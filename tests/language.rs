use calc::{
    arena::Arena,
    ast::{BinaryOperator, Node, Tree},
    error::{Error, ParseError, RuntimeError},
    get_result,
    interpreter::{
        config::{EvalConfig, ExponentMode},
        evaluator::core::Context,
        session::Session,
        token::{Token, TokenKind},
        value::Value,
    },
};

fn evaluate(src: &str) -> Value {
    match get_result(src) {
        Ok(Some(value)) => value,
        Ok(None) => panic!("'{src}' produced no value"),
        Err(e) => panic!("'{src}' failed: {e}"),
    }
}

fn evaluate_with(src: &str, exponent: ExponentMode) -> Value {
    let mut session = Session::new(EvalConfig { exponent,
                                                ..EvalConfig::default() }).unwrap();
    session.evaluate(src).unwrap().unwrap()
}

fn assert_syntax_error(src: &str) {
    match get_result(src) {
        Err(e) if e.is_syntax_error() => {},
        other => panic!("'{src}' should be a syntax error, got {other:?}"),
    }
}

fn render(src: &str) -> Option<String> {
    let mut session = Session::new(EvalConfig::default()).unwrap();
    session.render(src).map(str::to_string)
}

#[test]
fn integer_arithmetic_stays_integer() {
    assert_eq!(evaluate("3 + 4"), Value::Integer(7));
    assert_eq!(evaluate("3 - 10"), Value::Integer(-7));
    assert_eq!(evaluate("6 * 7"), Value::Integer(42));
}

#[test]
fn division_always_yields_float() {
    assert_eq!(evaluate("7 / 2"), Value::Float(3.5));
    assert_eq!(evaluate("8 / 2"), Value::Float(4.0));
    assert_eq!(render("8 / 2").as_deref(), Some("4.00"));
}

#[test]
fn float_poisons_only_its_ancestors() {
    let mut session = Session::new(EvalConfig::default()).unwrap();
    assert_eq!(session.evaluate("1 / 2 + 3 * 4").unwrap(), Some(Value::Float(12.5)));

    let tree = session.tree();
    let Some(Node::Binary { left, right, .. }) = tree.root().and_then(|root| tree.get(root))
    else {
        panic!("root should be a binary node");
    };

    let context = Context::default();
    assert_eq!(context.eval(tree, *left).unwrap(), Value::Float(0.5));
    assert_eq!(context.eval(tree, *right).unwrap(), Value::Integer(12));
}

#[test]
fn hand_built_trees_evaluate() {
    let mut arena = Arena::new("transient", 512);
    let mut tree = Tree::new();

    let base = tree.push(&mut arena, Node::Literal(Token::float(1.5, 3))).unwrap();
    let exponent = tree.push(&mut arena, Node::Literal(Token::integer(TokenKind::Integer, 3, 8)))
                       .unwrap();
    let power = Token::operator(BinaryOperator::Pow, arena.allocate_str("$").unwrap(), 6);
    let root = tree.push(&mut arena,
                         Node::Binary { operator: power,
                                        left:     base,
                                        right:    exponent, })
                   .unwrap();

    assert_eq!(tree.root(), Some(root));
    assert_eq!(tree.get(root).and_then(|node| node.token().as_operator()),
               Some(BinaryOperator::Pow));
    assert_eq!(tree.get(base).map(|node| node.token().kind), Some(TokenKind::Float));
    let value = Context::default().eval(&tree, root).unwrap();
    assert!(value.is_float());
    assert_eq!(value, Value::Float(5.0625));

    let stray = tree.push(&mut arena, Node::Literal(power)).unwrap();
    assert!(matches!(Context::default().eval(&tree, stray),
                     Err(RuntimeError::MalformedTree { .. })));
}

#[test]
fn equal_precedence_is_left_associative() {
    assert_eq!(evaluate("10 - 3 - 2"), Value::Integer(5));
    assert_eq!(evaluate("16 / 4 / 2"), Value::Float(2.0));
    assert_eq!(evaluate("2 ** 2 ** 2"), Value::Integer(16));
}

#[test]
fn precedence_ordering() {
    assert_eq!(evaluate("2 + 3 * 4"), Value::Integer(14));
    assert_eq!(evaluate("2 * 3 + 4"), Value::Integer(10));
    assert_eq!(evaluate("1 + 2 < 2 * 2"), Value::Integer(1));
    assert_eq!(evaluate("2 * 3 ** 2"), Value::Integer(18));
}

#[test]
fn comparisons_yield_one_or_zero() {
    assert_eq!(evaluate("1 < 2"), Value::Integer(1));
    assert_eq!(evaluate("2 > 3"), Value::Integer(0));
    assert_eq!(evaluate("1 / 2 < 1"), Value::Float(1.0));
}

#[test]
fn adjacent_operators_are_rejected() {
    assert_syntax_error("1 + * 2");
    assert_syntax_error("1 ** * 2");
    assert_eq!(render("1 + * 2").as_deref(), Some("Syntax error"));
}

#[test]
fn missing_operands_are_rejected() {
    assert_syntax_error("* 2");
    assert_syntax_error("2 *");
    assert_syntax_error("- 5");
}

#[test]
fn letters_and_trailing_literals_are_rejected() {
    assert_syntax_error("x");
    assert_syntax_error("2 * x");
    assert!(matches!(get_result("1 2"),
                     Err(Error::Parse(ParseError::UnexpectedTrailingTokens { .. }))));
}

#[test]
fn unsupported_characters_end_the_input() {
    assert_eq!(evaluate("1 + 2 ? 3"), Value::Integer(3));
    assert_eq!(evaluate("2.5 + 1"), Value::Integer(2));
}

#[test]
fn empty_input_is_not_an_error() {
    assert_eq!(get_result("").unwrap(), None);
    assert_eq!(get_result("    ").unwrap(), None);
    assert_eq!(render(""), None);
}

#[test]
fn literal_suffixes_keep_decimal_values() {
    assert_eq!(evaluate("10h + 1"), Value::Integer(11));
    assert_eq!(evaluate("101b * 2"), Value::Integer(202));
}

#[test]
fn squaring_exponent_rules() {
    assert_eq!(evaluate("5 $ 0"), Value::Integer(0));
    assert_eq!(evaluate("5 ** 0"), Value::Integer(0));
    assert_eq!(evaluate("2 ** 3"), Value::Integer(16));
    assert_eq!(evaluate("2 ** 6"), Value::Integer(4_294_967_296));
    assert_eq!(evaluate("7 ** 1"), Value::Integer(7));
    assert_eq!(evaluate("1 ** 1000000000000"), Value::Integer(1));
    assert_eq!(evaluate("1 / 2 ** 3"), Value::Float(0.0625));
}

#[test]
fn standard_exponent_rules() {
    assert_eq!(evaluate_with("2 ** 3", ExponentMode::Standard), Value::Integer(8));
    assert_eq!(evaluate_with("5 ** 0", ExponentMode::Standard), Value::Integer(1));
    assert_eq!(evaluate_with("3 / 2 ** 2", ExponentMode::Standard), Value::Float(0.75));

    let standard = Context::new(ExponentMode::Standard);
    assert_eq!(standard.eval_integer_pow(2, -1).unwrap(), Value::Float(0.5));
    assert_eq!(standard.eval_integer_pow(1, 1 << 40).unwrap(), Value::Integer(1));
    assert_eq!(standard.eval_integer_pow(-1, (1 << 40) + 1).unwrap(), Value::Integer(-1));
    assert!(standard.eval_integer_pow(2, 1 << 40).is_err());
}

#[test]
fn float_exponents_truncate_to_a_count() {
    let squaring = Context::new(ExponentMode::Squaring);
    assert_eq!(squaring.eval_float_pow(1.5, 3.7), 5.0625);
    assert_eq!(squaring.eval_float_pow(1.5, 0.9), 0.0);
    assert_eq!(squaring.eval_float_pow(1.5, -2.0), 1.5);
    assert_eq!(squaring.eval_float_pow(0.5, 1.0e9), 0.0);
}

#[test]
fn integer_overflow_is_a_runtime_error() {
    let err = get_result("9223372036854775807 + 1").unwrap_err();
    assert!(matches!(err, Error::Runtime(RuntimeError::Overflow { .. })));
    assert!(!err.is_syntax_error());

    assert!(get_result("2 ** 7").is_err());
    assert!(render("2 ** 7").unwrap().contains("overflow"));
}

#[test]
fn exhausted_arena_is_not_a_syntax_error() {
    let mut session = Session::new(EvalConfig { transient_capacity: 16,
                                                ..EvalConfig::default() }).unwrap();

    let err = session.evaluate("1 + 2 + 3").unwrap_err();
    assert!(matches!(err, Error::Parse(ParseError::OutOfMemory(_))));
    assert!(!err.is_syntax_error());
    assert!(session.transient().used() <= session.transient().capacity());

    assert_eq!(session.evaluate("").unwrap(), None);
}

#[test]
fn overlong_lines_are_rejected() {
    let line = "1 + ".repeat(200) + "1";
    assert!(matches!(get_result(&line), Err(Error::InputTooLong { .. })));
}

#[test]
fn longest_line_fits_in_default_memory() {
    let mut session = Session::new(EvalConfig::default()).unwrap();
    let capacity = session.config().line_capacity;
    assert_eq!(session.permanent().used(), 2 * capacity);

    // One byte is kept for the terminator.
    let operands = capacity / 2;
    let line = vec!["1"; operands].join("+");
    assert_eq!(line.len(), capacity - 1);
    assert_eq!(session.render(&line), Some(operands.to_string().as_str()));
    assert!(session.transient().used() <= session.transient().capacity());

    let too_long = format!("1{line}");
    assert!(matches!(session.evaluate(&too_long),
                     Err(Error::InputTooLong { length: 512, capacity: 512 })));
}

#[test]
fn longest_line_with_every_operator_fits() {
    let mut session = Session::new(EvalConfig::default()).unwrap();
    let glyphs = ['$', '*', '+', '<', '-', '/', '>'];

    let mut line = String::from("1");
    for glyph in glyphs.iter().cycle().take(session.config().line_capacity / 2 - 1) {
        line.push(*glyph);
        line.push('1');
    }
    assert_eq!(line.len(), session.config().line_capacity - 1);

    assert!(matches!(session.evaluate(&line), Ok(Some(_))));
}

#[test]
fn sessions_reset_between_lines() {
    let mut session = Session::new(EvalConfig::default()).unwrap();

    assert_eq!(session.evaluate("1 + 2 + 3 + 4").unwrap(), Some(Value::Integer(10)));
    let used = session.transient().used();

    assert_eq!(session.evaluate("5").unwrap(), Some(Value::Integer(5)));
    assert!(session.transient().used() < used);
    assert_eq!(session.tree().len(), 1);

    assert_eq!(session.render("1 + * 2"), Some("Syntax error"));
    assert_eq!(session.render("1 / 3 + 2"), Some("2.33"));
}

####################

**Work request**
Exactly the lines from the one that holds "512, capacity: 512" through the final line of the records above should be written out, and only those.

**Expected output**
                     Err(Error::InputTooLong { length: 512, capacity: 512 })));
}

#[test]
fn longest_line_with_every_operator_fits() {
    let mut session = Session::new(EvalConfig::default()).unwrap();
    let glyphs = ['$', '*', '+', '<', '-', '/', '>'];

    let mut line = String::from("1");
    for glyph in glyphs.iter().cycle().take(session.config().line_capacity / 2 - 1) {
        line.push(*glyph);
        line.push('1');
    }
    assert_eq!(line.len(), session.config().line_capacity - 1);

    assert!(matches!(session.evaluate(&line), Ok(Some(_))));
}

#[test]
fn sessions_reset_between_lines() {
    let mut session = Session::new(EvalConfig::default()).unwrap();

    assert_eq!(session.evaluate("1 + 2 + 3 + 4").unwrap(), Some(Value::Integer(10)));
    let used = session.transient().used();

    assert_eq!(session.evaluate("5").unwrap(), Some(Value::Integer(5)));
    assert!(session.transient().used() < used);
    assert_eq!(session.tree().len(), 1);

    assert_eq!(session.render("1 + * 2"), Some("Syntax error"));
    assert_eq!(session.render("1 / 3 + 2"), Some("2.33"));
}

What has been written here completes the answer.